## Exercise description
Report each line of the data below in which "EvalResult" appears.

■ ■ ■ ■ ■

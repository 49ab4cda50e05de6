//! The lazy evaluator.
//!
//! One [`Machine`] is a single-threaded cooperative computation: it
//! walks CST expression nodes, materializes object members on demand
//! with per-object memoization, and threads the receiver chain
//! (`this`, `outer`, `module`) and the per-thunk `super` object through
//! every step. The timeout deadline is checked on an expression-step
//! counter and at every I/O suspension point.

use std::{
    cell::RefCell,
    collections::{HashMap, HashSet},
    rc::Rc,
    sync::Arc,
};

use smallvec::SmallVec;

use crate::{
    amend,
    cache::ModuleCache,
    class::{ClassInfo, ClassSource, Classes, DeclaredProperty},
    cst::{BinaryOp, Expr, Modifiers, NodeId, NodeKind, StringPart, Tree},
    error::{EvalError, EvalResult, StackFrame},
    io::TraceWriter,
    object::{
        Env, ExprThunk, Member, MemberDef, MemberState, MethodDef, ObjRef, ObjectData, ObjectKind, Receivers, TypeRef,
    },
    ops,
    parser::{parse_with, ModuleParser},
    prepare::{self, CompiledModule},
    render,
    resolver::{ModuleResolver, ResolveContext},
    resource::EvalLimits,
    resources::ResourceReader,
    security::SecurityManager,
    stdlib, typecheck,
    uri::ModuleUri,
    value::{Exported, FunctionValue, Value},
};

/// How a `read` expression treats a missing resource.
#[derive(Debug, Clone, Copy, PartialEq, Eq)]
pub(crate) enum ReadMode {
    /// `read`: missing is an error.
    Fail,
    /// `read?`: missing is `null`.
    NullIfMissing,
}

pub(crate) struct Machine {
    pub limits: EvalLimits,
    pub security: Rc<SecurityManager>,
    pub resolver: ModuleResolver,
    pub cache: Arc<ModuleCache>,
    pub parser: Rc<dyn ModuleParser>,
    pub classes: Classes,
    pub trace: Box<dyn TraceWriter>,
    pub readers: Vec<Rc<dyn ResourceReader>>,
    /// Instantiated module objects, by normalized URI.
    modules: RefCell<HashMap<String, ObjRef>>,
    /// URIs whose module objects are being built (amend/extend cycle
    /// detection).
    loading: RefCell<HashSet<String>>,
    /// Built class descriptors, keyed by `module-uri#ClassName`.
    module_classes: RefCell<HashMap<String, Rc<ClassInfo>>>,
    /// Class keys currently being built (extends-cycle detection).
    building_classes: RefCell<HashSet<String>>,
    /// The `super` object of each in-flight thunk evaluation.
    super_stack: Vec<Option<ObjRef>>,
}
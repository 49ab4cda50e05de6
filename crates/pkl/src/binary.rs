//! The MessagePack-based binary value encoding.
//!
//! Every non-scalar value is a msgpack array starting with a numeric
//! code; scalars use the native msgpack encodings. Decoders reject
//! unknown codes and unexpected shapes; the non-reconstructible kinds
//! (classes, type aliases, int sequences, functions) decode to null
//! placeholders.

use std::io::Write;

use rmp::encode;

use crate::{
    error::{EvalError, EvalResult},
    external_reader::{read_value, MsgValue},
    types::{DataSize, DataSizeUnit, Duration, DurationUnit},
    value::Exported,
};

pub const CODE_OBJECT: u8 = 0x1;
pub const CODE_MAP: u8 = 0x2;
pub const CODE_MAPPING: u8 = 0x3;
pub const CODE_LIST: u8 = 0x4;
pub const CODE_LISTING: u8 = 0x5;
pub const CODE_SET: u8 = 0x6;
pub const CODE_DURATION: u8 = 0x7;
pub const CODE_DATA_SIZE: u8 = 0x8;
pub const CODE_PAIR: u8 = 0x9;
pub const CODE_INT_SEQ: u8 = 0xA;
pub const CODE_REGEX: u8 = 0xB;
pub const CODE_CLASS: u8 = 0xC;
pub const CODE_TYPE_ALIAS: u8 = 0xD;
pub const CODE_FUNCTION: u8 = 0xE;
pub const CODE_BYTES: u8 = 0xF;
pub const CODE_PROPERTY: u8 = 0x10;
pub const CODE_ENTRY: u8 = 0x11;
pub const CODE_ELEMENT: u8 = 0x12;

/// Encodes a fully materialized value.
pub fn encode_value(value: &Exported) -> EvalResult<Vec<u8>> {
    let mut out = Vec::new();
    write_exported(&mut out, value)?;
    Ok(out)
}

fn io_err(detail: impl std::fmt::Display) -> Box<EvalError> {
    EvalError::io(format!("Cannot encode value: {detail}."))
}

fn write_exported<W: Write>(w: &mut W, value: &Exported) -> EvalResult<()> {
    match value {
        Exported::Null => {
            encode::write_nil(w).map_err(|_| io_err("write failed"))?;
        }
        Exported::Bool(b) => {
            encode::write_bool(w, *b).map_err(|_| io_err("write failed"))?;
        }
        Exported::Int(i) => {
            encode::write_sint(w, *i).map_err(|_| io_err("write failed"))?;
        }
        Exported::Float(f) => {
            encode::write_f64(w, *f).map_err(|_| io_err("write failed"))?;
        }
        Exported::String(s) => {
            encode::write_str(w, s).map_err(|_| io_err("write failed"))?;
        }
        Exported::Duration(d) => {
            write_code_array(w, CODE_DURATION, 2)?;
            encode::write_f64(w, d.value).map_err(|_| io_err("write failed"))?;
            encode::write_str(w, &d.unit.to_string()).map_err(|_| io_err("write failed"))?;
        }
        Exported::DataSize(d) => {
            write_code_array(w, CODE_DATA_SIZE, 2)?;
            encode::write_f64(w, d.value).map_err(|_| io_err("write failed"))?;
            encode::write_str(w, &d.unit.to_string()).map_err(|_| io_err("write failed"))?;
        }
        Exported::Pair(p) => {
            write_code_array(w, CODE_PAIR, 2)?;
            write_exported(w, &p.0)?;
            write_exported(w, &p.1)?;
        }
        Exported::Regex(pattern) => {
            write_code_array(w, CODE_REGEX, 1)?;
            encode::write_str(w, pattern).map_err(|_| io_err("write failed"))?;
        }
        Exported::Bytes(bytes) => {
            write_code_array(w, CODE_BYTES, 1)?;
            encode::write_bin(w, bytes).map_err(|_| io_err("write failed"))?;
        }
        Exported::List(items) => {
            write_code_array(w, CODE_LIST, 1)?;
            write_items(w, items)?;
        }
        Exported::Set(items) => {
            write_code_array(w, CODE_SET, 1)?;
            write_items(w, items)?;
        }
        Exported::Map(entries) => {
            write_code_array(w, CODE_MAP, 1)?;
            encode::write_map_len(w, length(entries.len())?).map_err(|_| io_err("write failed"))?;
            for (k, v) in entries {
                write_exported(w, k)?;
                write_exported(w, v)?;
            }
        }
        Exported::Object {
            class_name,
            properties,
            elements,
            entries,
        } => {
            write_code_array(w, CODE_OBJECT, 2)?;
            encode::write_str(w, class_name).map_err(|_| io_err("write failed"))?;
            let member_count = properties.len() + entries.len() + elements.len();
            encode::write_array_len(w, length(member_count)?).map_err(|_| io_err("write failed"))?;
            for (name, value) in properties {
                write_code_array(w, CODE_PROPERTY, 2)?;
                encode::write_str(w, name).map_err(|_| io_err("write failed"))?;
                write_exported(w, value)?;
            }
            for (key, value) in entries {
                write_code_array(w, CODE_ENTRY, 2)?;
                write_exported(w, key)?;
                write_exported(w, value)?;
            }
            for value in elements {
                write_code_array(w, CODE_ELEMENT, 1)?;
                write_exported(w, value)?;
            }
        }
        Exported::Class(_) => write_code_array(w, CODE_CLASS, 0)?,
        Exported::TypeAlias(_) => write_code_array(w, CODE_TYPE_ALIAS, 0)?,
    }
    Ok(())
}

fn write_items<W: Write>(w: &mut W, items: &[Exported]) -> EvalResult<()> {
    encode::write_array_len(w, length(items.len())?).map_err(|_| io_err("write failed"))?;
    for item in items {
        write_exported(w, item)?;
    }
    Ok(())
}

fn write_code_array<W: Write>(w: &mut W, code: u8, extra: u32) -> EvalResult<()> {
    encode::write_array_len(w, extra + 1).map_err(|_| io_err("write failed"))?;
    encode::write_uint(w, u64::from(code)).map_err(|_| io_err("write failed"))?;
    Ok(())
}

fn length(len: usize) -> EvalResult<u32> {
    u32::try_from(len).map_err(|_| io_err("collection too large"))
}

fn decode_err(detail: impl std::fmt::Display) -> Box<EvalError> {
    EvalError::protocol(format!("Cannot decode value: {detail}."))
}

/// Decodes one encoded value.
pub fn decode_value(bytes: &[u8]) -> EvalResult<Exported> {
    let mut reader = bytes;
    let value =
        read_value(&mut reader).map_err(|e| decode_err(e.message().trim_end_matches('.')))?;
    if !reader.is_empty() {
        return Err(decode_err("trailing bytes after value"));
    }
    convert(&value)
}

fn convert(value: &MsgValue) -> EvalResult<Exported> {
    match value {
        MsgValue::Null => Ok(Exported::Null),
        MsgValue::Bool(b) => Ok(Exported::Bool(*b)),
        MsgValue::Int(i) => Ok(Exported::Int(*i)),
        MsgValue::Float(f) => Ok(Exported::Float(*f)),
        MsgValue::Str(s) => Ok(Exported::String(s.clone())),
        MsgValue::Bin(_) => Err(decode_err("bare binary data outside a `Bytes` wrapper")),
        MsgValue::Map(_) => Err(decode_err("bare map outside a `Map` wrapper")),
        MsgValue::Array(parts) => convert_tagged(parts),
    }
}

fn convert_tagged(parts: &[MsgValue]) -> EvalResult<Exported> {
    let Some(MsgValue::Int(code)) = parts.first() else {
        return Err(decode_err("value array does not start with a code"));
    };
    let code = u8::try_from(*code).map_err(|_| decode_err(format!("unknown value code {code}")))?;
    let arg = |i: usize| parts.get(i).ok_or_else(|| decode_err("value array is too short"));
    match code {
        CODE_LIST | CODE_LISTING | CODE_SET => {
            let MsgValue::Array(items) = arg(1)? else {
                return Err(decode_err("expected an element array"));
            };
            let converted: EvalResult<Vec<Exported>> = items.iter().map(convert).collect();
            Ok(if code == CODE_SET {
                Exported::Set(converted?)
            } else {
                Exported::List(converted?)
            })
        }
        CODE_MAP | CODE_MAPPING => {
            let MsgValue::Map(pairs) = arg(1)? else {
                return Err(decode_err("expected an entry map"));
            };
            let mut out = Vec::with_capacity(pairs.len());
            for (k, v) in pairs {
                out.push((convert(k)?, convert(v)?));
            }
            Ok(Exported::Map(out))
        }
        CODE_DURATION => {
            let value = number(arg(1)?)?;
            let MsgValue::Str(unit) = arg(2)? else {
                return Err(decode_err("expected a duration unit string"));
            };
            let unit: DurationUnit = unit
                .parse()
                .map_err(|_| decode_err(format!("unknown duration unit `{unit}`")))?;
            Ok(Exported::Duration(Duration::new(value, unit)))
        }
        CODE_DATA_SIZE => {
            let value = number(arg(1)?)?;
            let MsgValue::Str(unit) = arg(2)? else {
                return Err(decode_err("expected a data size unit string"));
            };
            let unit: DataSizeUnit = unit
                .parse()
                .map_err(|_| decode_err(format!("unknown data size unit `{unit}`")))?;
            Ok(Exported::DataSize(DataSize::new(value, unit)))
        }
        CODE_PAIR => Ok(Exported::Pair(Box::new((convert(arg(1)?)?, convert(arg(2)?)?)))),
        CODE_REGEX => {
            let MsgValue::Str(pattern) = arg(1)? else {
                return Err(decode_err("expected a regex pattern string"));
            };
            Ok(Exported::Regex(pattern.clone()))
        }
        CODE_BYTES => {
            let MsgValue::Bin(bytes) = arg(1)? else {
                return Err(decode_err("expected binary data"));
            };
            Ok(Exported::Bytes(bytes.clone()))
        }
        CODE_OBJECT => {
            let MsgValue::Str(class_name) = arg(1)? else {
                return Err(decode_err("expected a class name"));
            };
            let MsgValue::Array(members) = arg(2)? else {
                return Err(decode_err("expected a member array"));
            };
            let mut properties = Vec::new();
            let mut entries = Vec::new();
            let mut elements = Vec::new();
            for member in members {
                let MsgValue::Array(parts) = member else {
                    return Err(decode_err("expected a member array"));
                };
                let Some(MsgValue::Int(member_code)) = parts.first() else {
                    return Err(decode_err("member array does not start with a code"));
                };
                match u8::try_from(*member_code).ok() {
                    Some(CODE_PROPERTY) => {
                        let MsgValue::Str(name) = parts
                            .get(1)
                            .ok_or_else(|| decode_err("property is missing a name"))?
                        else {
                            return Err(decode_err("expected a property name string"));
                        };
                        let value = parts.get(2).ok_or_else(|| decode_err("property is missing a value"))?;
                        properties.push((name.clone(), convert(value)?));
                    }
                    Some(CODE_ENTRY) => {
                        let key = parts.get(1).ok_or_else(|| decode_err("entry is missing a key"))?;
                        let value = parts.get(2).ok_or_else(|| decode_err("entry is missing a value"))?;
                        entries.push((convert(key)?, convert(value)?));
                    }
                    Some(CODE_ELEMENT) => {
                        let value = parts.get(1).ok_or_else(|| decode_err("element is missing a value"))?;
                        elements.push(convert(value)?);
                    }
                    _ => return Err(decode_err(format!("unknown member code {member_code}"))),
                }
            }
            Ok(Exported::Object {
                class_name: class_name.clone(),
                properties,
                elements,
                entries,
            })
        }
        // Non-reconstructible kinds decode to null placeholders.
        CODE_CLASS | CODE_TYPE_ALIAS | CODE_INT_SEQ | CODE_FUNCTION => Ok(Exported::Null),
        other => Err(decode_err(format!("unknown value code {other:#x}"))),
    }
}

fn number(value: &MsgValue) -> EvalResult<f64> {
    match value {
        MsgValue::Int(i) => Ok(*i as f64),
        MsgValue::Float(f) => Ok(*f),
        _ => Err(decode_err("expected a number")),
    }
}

■ ■ ■ ■ ■

## Your solution
    error::{EvalError, EvalResult, StackFrame},
    error::{EvalError, EvalResult},
pub fn encode_value(value: &Exported) -> EvalResult<Vec<u8>> {
fn write_exported<W: Write>(w: &mut W, value: &Exported) -> EvalResult<()> {
fn write_items<W: Write>(w: &mut W, items: &[Exported]) -> EvalResult<()> {
fn write_code_array<W: Write>(w: &mut W, code: u8, extra: u32) -> EvalResult<()> {
fn length(len: usize) -> EvalResult<u32> {
pub fn decode_value(bytes: &[u8]) -> EvalResult<Exported> {
fn convert(value: &MsgValue) -> EvalResult<Exported> {
fn convert_tagged(parts: &[MsgValue]) -> EvalResult<Exported> {
            let converted: EvalResult<Vec<Exported>> = items.iter().map(convert).collect();
fn number(value: &MsgValue) -> EvalResult<f64> {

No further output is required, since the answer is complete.